Saved entries:
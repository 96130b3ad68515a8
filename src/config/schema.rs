use serde::Deserialize;

/// Top-level application settings loaded from `config.toml`.
///
/// File format: TOML
/// Default path (Linux/XDG): `$XDG_CONFIG_HOME/ghostwave/config.toml` or
/// `~/.config/ghostwave/config.toml`
///
/// Precedence (highest wins):
/// 1) Environment variables (prefix `GHOSTWAVE__`, `__` as nested separator)
/// 2) Config file (if present)
/// 3) Struct defaults
#[derive(Debug, Clone, Deserialize)]
#[serde(default)]
pub struct Settings {
    pub source: SourceSettings,
    pub playback: PlaybackSettings,
    pub volume: VolumeSettings,
    pub probe: ProbeSettings,
    pub wave: WaveSettings,
    pub ui: UiSettings,
}

impl Default for Settings {
    fn default() -> Self {
        Self {
            source: SourceSettings::default(),
            playback: PlaybackSettings::default(),
            volume: VolumeSettings::default(),
            probe: ProbeSettings::default(),
            wave: WaveSettings::default(),
            ui: UiSettings::default(),
        }
    }
}

#[derive(Debug, Clone, Deserialize)]
#[serde(default)]
pub struct SourceSettings {
    /// File extensions to treat as audio (case-insensitive, without dot).
    pub extensions: Vec<String>,
    /// Manifest filename fetched under the remote base location.
    pub manifest_file: String,
    /// Directory recursion cap for local mode; `None` recurses fully.
    pub max_depth: Option<usize>,
    /// Whether to include hidden files (dotfiles) in local mode.
    pub include_hidden: bool,
    /// HTTP request timeout in milliseconds (manifest and track fetches).
    pub request_timeout_ms: u64,
}

impl Default for SourceSettings {
    fn default() -> Self {
        Self {
            extensions: vec!["mp3".into()],
            manifest_file: "manifest.json".to_string(),
            max_depth: Some(1),
            include_hidden: false,
            request_timeout_ms: 15_000,
        }
    }
}

#[derive(Debug, Clone, Deserialize)]
#[serde(default)]
pub struct PlaybackSettings {
    /// Whether shuffle starts enabled.
    pub shuffle: bool,
    /// Whether the first bound track starts playing immediately.
    pub autostart: bool,
}

impl Default for PlaybackSettings {
    fn default() -> Self {
        Self {
            shuffle: false,
            autostart: false,
        }
    }
}

#[derive(Debug, Clone, Deserialize)]
#[serde(default)]
pub struct VolumeSettings {
    /// Initial linear volume in [0, 1]; also the fallback restored by
    /// unmute when no non-zero volume was recorded.
    pub initial: f32,
    /// Step applied by the volume keys.
    pub step: f32,
}

impl Default for VolumeSettings {
    fn default() -> Self {
        Self {
            initial: 0.85,
            step: 0.05,
        }
    }
}

#[derive(Debug, Clone, Deserialize)]
#[serde(default)]
pub struct ProbeSettings {
    /// Per-track duration probe timeout (milliseconds).
    pub timeout_ms: u64,
}

impl Default for ProbeSettings {
    fn default() -> Self {
        Self { timeout_ms: 5_000 }
    }
}

#[derive(Debug, Clone, Deserialize)]
#[serde(default)]
pub struct WaveSettings {
    /// Per-frame fade applied to the surface; higher fades the trail faster.
    pub ghost_fade: f32,
    /// Fraction of the surface height covered by a full-scale swing.
    pub span: f32,
    /// Per-frame probability of the cosmetic glitch band.
    pub glitch_chance: f32,
    /// Render loop period in milliseconds.
    pub frame_ms: u64,
}

impl Default for WaveSettings {
    fn default() -> Self {
        Self {
            ghost_fade: 0.10,
            span: 0.78,
            glitch_chance: 0.05,
            frame_ms: 33,
        }
    }
}

#[derive(Debug, Clone, Deserialize)]
#[serde(default)]
pub struct UiSettings {
    /// The text rendered inside the top header box.
    pub header_text: String,
}

impl Default for UiSettings {
    fn default() -> Self {
        Self {
            header_text: " ~ ghostwave ~ ".to_string(),
        }
    }
}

Exercise prompt -
Print from the line containing "impl Default for UiSettings" to the last line above, exactly as written.

Answer for this exercise -
impl Default for UiSettings {
    fn default() -> Self {
        Self {
            header_text: " ~ ghostwave ~ ".to_string(),
        }
    }
}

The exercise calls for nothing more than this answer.